What is an Ice Age??

 

An ice age is a period of long-term reduction in the temperature of Earth's climate, resulting in an expansion of the continental ice sheets, polar ice sheets and alpine glaciers. Glaciologically, ice age is often used to mean a period of ice sheets in the northern and southern hemispheres; by this definition we are still in an ice age.

Glacials and Interglacials

Shows the pattern of temperature and ice volume changes associated with recent glacials and interglacials. Within the ice ages (or at least within the last one), more temperate and more severe periods occur. The colder periods are called glacial periods, the warmer periods interglacials. Glacials are characterized by cooler and drier climates over most of the glaciations. Since the Earth has significant continental glaciation in the Arctic and Antarctic, we are currently in a glacial minimum of a glaciation. Such a period between glacial maxima is known as an interglacial.

Changes in Earth's atmosphere

The most revelant change is in the quantity of greenhouse gases in the atmosphere. There is evidence that greenhouse gas levels fell at the start of ice ages and rose during the retreat of the ice sheets, but it is difficult to establish cause and effect. Greenhouse gas levels may also have been affected by other factors which have been proposed as causes of ice ages.

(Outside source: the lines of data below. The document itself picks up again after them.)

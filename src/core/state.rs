//! # Application State
//!
//! Core game state for DevTyper. Domain logic only, no TUI types.
//! Presentation state lives in the `tui` module.
//!
//! ```text
//! App
//! ├── state: GameState              // which screen is active
//! ├── sentences: SentenceSource     // practice text generator
//! ├── selected_language: usize      // cursor in the language menu
//! ├── selected_count: usize         // cursor in the word-count menu
//! ├── session: Option<Session>      // active round (Playing only)
//! ├── results: Option<Results>      // last finished round
//! ├── force_exit: bool              // end the loop when the task finishes
//! ├── task_description: String      // status line text
//! └── task_finished: bool           // completion already observed
//! ```
//!
//! State changes only happen through `update(app, action)` in action.rs.

use crate::core::config::ResolvedConfig;
use crate::core::sentences::{Language, SentenceSource};
use crate::core::session::{Results, Session};

/// Word counts offered for generic practice.
pub const WORD_COUNT_OPTIONS: [usize; 4] = [10, 25, 50, 100];

#[derive(Debug, Clone, PartialEq, Eq)]
pub enum GameState {
    ModeSelect,
    WordCountSelect,
    Playing,
    Results,
    TaskComplete,
    Error(String),
}

impl GameState {
    /// Overlays shown after the background task finished.
    pub fn is_terminal(&self) -> bool {
        matches!(self, GameState::TaskComplete | GameState::Error(_))
    }
}

pub struct App {
    pub state: GameState,
    pub sentences: SentenceSource,
    pub selected_language: usize,
    pub selected_count: usize,
    pub session: Option<Session>,
    pub results: Option<Results>,
    pub force_exit: bool,
    pub task_description: String,
    pub task_finished: bool,
}

impl App {
    pub fn new(sentences: SentenceSource, task_description: String) -> Self {
        Self {
            state: GameState::ModeSelect,
            sentences,
            selected_language: 0,
            selected_count: 0,
            session: None,
            results: None,
            force_exit: false,
            task_description,
            task_finished: false,
        }
    }

    /// Build the app from resolved settings. A configured default language
    /// preselects the menu entries; the caller decides whether to skip it.
    pub fn from_config(
        sentences: SentenceSource,
        config: &ResolvedConfig,
        task_description: String,
    ) -> Self {
        let mut app = Self::new(sentences, task_description);
        app.force_exit = config.force_exit;
        if let Some(language) = config.language {
            app.selected_language = Language::ALL
                .iter()
                .position(|l| *l == language)
                .unwrap_or(0);
        }
        app.selected_count = WORD_COUNT_OPTIONS
            .iter()
            .position(|n| *n == config.word_count)
            .unwrap_or(0);
        app.sentences.set_word_count(config.word_count);
        app
    }

    pub fn highlighted_language(&self) -> Language {
        Language::ALL[self.selected_language % Language::ALL.len()]
    }

    pub fn highlighted_word_count(&self) -> usize {
        WORD_COUNT_OPTIONS[self.selected_count % WORD_COUNT_OPTIONS.len()]
    }

    /// Results worth printing after the loop: the last finished round.
    pub fn final_results(&self) -> Option<Results> {
        self.results.clone()
    }
}
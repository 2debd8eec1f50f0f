//! # Background Task
//!
//! Runs one external command inside a pseudo-terminal so that tools which
//! check `isatty()` keep their interactive formatting (colors, progress bars).
//!
//! ```text
//!               Task::start()
//!                    │
//!        ┌───────────┴────────────┐
//!        ▼                        ▼
//!  capture thread           wait thread
//!  read pty → buffer        child.wait()
//!        │  try_send chunk        │ drain (bounded)
//!        ▼                        ▼
//!   OutputEvents (lossy)     state + error, done.fire()
//! ```
//!
//! The entry shell owns the [`Task`]. Everything else gets a [`TaskHandle`],
//! which can observe state and request a stop but cannot start the task or
//! take its output events.

use std::fmt;
use std::io::{self, Read};
use std::sync::atomic::{AtomicBool, Ordering};
use std::sync::{Arc, Mutex, MutexGuard, PoisonError};
use std::thread;
use std::time::{Duration, Instant};

use chrono::{DateTime, Local};
use log::{debug, info, warn};
use portable_pty::{Child, ChildKiller, CommandBuilder, MasterPty, PtySize, native_pty_system};
use tokio::sync::mpsc;

use crate::monitor::completion::Completion;
use crate::monitor::output::{self, DEFAULT_OUTPUT_CAP, OutputBuffer};

/// One chunk of raw pty output, as read.
pub type OutputChunk = Vec<u8>;

/// Receiving end of the lossy output-notification channel.
///
/// Chunks are dropped when the receiver falls behind. The task's buffer is
/// the authoritative record; treat a received chunk as "something changed".
pub type OutputEvents = mpsc::Receiver<OutputChunk>;

pub const DEFAULT_STOP_GRACE: Duration = Duration::from_millis(100);
pub const DEFAULT_NOTIFY_CAPACITY: usize = 64;

/// How long the wait thread lets capture drain after the child exits.
const DRAIN_GRACE: Duration = Duration::from_millis(100);
const READ_CHUNK: usize = 4096;

#[derive(Debug, Clone, Copy, PartialEq, Eq)]
pub enum TaskState {
    /// Created, not yet started (or failed to start).
    Pending,
    Running,
    Completed,
    Failed,
}

impl TaskState {
    pub fn label(self) -> &'static str {
        match self {
            TaskState::Pending => "pending",
            TaskState::Running => "running",
            TaskState::Completed => "completed",
            TaskState::Failed => "failed",
        }
    }
}

// ============================================================================
// Errors
// ============================================================================

/// The task could not be started. Fatal: the task never reaches `Running`.
#[derive(Debug)]
pub enum SpawnError {
    /// `start()` was already called on this task.
    AlreadyStarted,
    /// Pseudo-terminal allocation failed.
    Pty(String),
    /// The command could not be launched (not found, not executable, ...).
    Spawn { program: String, reason: String },
}

impl fmt::Display for SpawnError {
    fn fmt(&self, f: &mut fmt::Formatter<'_>) -> fmt::Result {
        match self {
            SpawnError::AlreadyStarted => write!(f, "task was already started"),
            SpawnError::Pty(msg) => write!(f, "could not allocate a pseudo-terminal: {msg}"),
            SpawnError::Spawn { program, reason } => {
                write!(f, "could not start '{program}': {reason}")
            }
        }
    }
}

impl std::error::Error for SpawnError {}

/// Recorded on the task when it ends badly. Never crosses a thread boundary
/// as a panic or `Err`; read it through [`TaskHandle::error`].
#[derive(Debug, Clone, PartialEq, Eq)]
pub enum RuntimeError {
    /// The child exited with a non-zero status.
    Exited(u32),
    /// Waiting on the child failed.
    Wait(String),
}

impl fmt::Display for RuntimeError {
    fn fmt(&self, f: &mut fmt::Formatter<'_>) -> fmt::Result {
        match self {
            RuntimeError::Exited(code) => write!(f, "command exited with status {code}"),
            RuntimeError::Wait(msg) => write!(f, "failed to wait for command: {msg}"),
        }
    }
}

impl std::error::Error for RuntimeError {}

// ============================================================================
// Options
// ============================================================================

#[derive(Debug, Clone)]
pub struct TaskOptions {
    /// Maximum retained output in bytes.
    pub output_cap: usize,
    /// Time between the interrupt and the kill in `stop()`.
    pub stop_grace: Duration,
    pub cols: u16,
    pub rows: u16,
    /// Bound of the output-notification channel.
    pub notify_capacity: usize,
}

impl Default for TaskOptions {
    fn default() -> Self {
        Self {
            output_cap: DEFAULT_OUTPUT_CAP,
            stop_grace: DEFAULT_STOP_GRACE,
            cols: 80,
            rows: 24,
            notify_capacity: DEFAULT_NOTIFY_CAPACITY,
        }
    }
}

impl TaskOptions {
    /// Size the pty like the terminal we are running in.
    pub fn with_terminal_size(mut self) -> Self {
        if let Ok((cols, rows)) = crossterm::terminal::size() {
            self.cols = cols;
            self.rows = rows;
        }
        self
    }
}

// ============================================================================
// Shared state
// ============================================================================

struct Status {
    state: TaskState,
    error: Option<RuntimeError>,
    started: Option<(DateTime<Local>, Instant)>,
    finished: Option<Instant>,
}
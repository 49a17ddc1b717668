//! Logging initialization and configuration.

use tracing_subscriber::{EnvFilter, fmt, prelude::*};

/// Default filter used when `RUST_LOG` is not set.
pub const DEFAULT_FILTER: &str = "info,stage=debug,stage_renderer=debug,stage_scene=info";

/// Initialize the logging system with tracing.
///
/// This sets up tracing-subscriber with:
/// - Environment-based filtering (RUST_LOG)
/// - Target and thread id annotations
///
/// Calling it a second time is a no-op, so tests and the binary can both
/// call it without coordinating.
///
/// # Example
/// ```
/// stage_core::init_logging();
/// tracing::info!("Scene controller starting");
/// ```
pub fn init_logging() {
    let filter =
        EnvFilter::try_from_default_env().unwrap_or_else(|_| EnvFilter::new(DEFAULT_FILTER));

    let _ = tracing_subscriber::registry()
        .with(filter)
        .with(fmt::layer().with_target(true).with_thread_ids(true))
        .try_init();
}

There are three known configurations of the continents which block or reduce the flow of warm water from the equator to the poles:

  • A continent sits on top of a pole, as Antarctica does today
  • A polar sea is almost land-locked, as the Arctic Ocean is today.
  • A super continent covers most of the equator, as Rodinia did during the Cryogenian period.

 

Since today's Earth has a continent over the South Pole and an almost land-locked ocean over the North Pole, geologists believe that Earth will continue to experience glacial periods in the geologically near future.